→ Exercise aim
Tally the lines below containing "bool" and report only the total.
------------------------------------------------------------------------
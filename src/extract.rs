//! Extraction run orchestration
//!
//! Wires the content store, table reader, crawler, and output sink
//! together for one run: open the sink against the store's build
//! version, load the interface manifest, walk the addon closure (unless
//! disabled), persist the explicit export list, and finalize the output.
//! Any fatal error propagates without finalizing, so an aborted run
//! never leaves a finished-looking output behind.

use std::path::PathBuf;

use crate::crawler::DependencyCrawler;
use crate::error::Result;
use crate::manifest::{export_tables, walk_addons};
use crate::sink::OutputSink;
use crate::store::ContentStore;
use crate::tables::{InterfaceManifest, TableReader};

/// Configuration for one extraction run.
///
/// # Example
///
/// ```
/// use cascframe::extract::ExtractionOptions;
///
/// let options = ExtractionOptions::new("extracts", "wow")
///     .with_exports(vec!["manifestinterfacetocdata".to_string()])
///     .with_zip_output(true);
/// ```
#[derive(Debug, Clone)]
pub struct ExtractionOptions {
    /// Directory the versioned tree or zip pair is written under.
    pub output_dir: PathBuf,
    /// Product name: used for the tree alias or the product container.
    pub product: String,
    /// Table names to export under `db2/`.
    pub exports: Vec<String>,
    /// Skip the addon/TOC crawl entirely; exports still run.
    pub skip_framexml: bool,
    /// Write the zip container pair instead of a directory tree.
    pub zip_output: bool,
}

impl ExtractionOptions {
    /// Options with the crawl enabled, no exports, directory-tree output.
    #[must_use]
    pub fn new(output_dir: impl Into<PathBuf>, product: &str) -> Self {
        Self {
            output_dir: output_dir.into(),
            product: product.to_string(),
            exports: Vec::new(),
            skip_framexml: false,
            zip_output: false,
        }
    }

    /// Set the table export list.
    #[must_use]
    pub fn with_exports(mut self, exports: Vec<String>) -> Self {
        self.exports = exports;
        self
    }

    /// Set whether to skip the addon/TOC crawl.
    #[must_use]
    pub fn with_skip_framexml(mut self, skip: bool) -> Self {
        self.skip_framexml = skip;
        self
    }

    /// Set whether to write zip containers.
    #[must_use]
    pub fn with_zip_output(mut self, zip: bool) -> Self {
        self.zip_output = zip;
        self
    }
}

/// What one finished run produced.
#[derive(Debug, Clone, PartialEq, Eq)]
pub struct ExtractionSummary {
    /// The build version that was extracted.
    pub version: String,
    /// Files persisted to the output.
    pub written: usize,
    /// References the content store had nothing for.
    pub skipped: usize,
}

/// Run one extraction against an open content store.
pub fn run_extraction(
    store: &mut dyn ContentStore,
    tables: &dyn TableReader,
    options: &ExtractionOptions,
) -> Result<ExtractionSummary> {
    let version = store.version().to_string();
    tracing::info!(%version, product = %options.product, "starting extraction");

    let mut sink = if options.zip_output {
        OutputSink::zip_pair(&*options.output_dir, &version, &options.product)?
    } else {
        OutputSink::tree(&*options.output_dir, &version, &options.product)?
    };

    let manifest = InterfaceManifest::load(store, tables)?;

    if options.skip_framexml {
        tracing::info!("addon crawl disabled, exports only");
    } else {
        let mut crawler = DependencyCrawler::new(store, &mut sink, &manifest);
        walk_addons(&mut crawler, &manifest.directories)?;
    }

    export_tables(store, tables, &mut sink, &options.exports)?;

    let summary = ExtractionSummary {
        version,
        written: sink.written(),
        skipped: sink.skipped(),
    };
    sink.finalize()?;
    tracing::info!(
        written = summary.written,
        skipped = summary.skipped,
        "extraction complete"
    );
    Ok(summary)
}
//! Zip container pair output

use std::collections::BTreeMap;
use std::fs::File;
use std::io::Write;
use std::path::{Path, PathBuf};

use zip::ZipWriter;
use zip::write::SimpleFileOptions;

use crate::error::Result;

/// Buffers extracted files and, on finalize, writes two zip containers:
/// `<base>/<version>.zip` with every entry under a `<version>/` prefix,
/// and `<base>/<product>.zip` with the same entries under `<product>/`.
///
/// Entries replace by destination name, so the last write for a path
/// wins. Nothing touches disk until [`ZipPair::finalize`], which is what
/// keeps an aborted run from leaving a half-written container behind.
pub struct ZipPair {
    version_path: PathBuf,
    product_path: PathBuf,
    version: String,
    product: String,
    entries: BTreeMap<String, Vec<u8>>,
}

impl ZipPair {
    pub(super) fn create(base: PathBuf, version: &str, product: &str) -> Result<Self> {
        std::fs::create_dir_all(&base)?;
        let version_path = base.join(format!("{version}.zip"));
        let product_path = base.join(format!("{product}.zip"));
        // Stale containers from a previous run are overwritten, not merged.
        remove_if_present(&version_path)?;
        remove_if_present(&product_path)?;
        Ok(Self {
            version_path,
            product_path,
            version: version.to_string(),
            product: product.to_string(),
            entries: BTreeMap::new(),
        })
    }

    /// Add or replace an entry by destination name.
    pub(super) fn replace(&mut self, path: &str, bytes: Vec<u8>) {
        self.entries.insert(path.to_string(), bytes);
    }

    /// Write and close both containers.
    pub(super) fn finalize(self) -> Result<()> {
        write_container(&self.version_path, &self.version, &self.entries)?;
        write_container(&self.product_path, &self.product, &self.entries)?;
        tracing::info!(
            entries = self.entries.len(),
            version = %self.version_path.display(),
            product = %self.product_path.display(),
            "finalized zip containers"
        );
        Ok(())
    }
}

fn remove_if_present(path: &Path) -> Result<()> {
    match std::fs::remove_file(path) {
        Ok(()) => Ok(()),
        Err(err) if err.kind() == std::io::ErrorKind::NotFound => Ok(()),
        Err(err) => Err(err.into()),
    }
}

fn write_container(path: &Path, prefix: &str, entries: &BTreeMap<String, Vec<u8>>) -> Result<()> {
    let mut writer = ZipWriter::new(File::create(path)?);
    for (name, bytes) in entries {
        writer.start_file(format!("{prefix}/{name}"), SimpleFileOptions::default())?;
        writer.write_all(bytes)?;
    }
    writer.finish()?;
    Ok(())
}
------------------------------------------------------------------------
→ Answer to the problem
4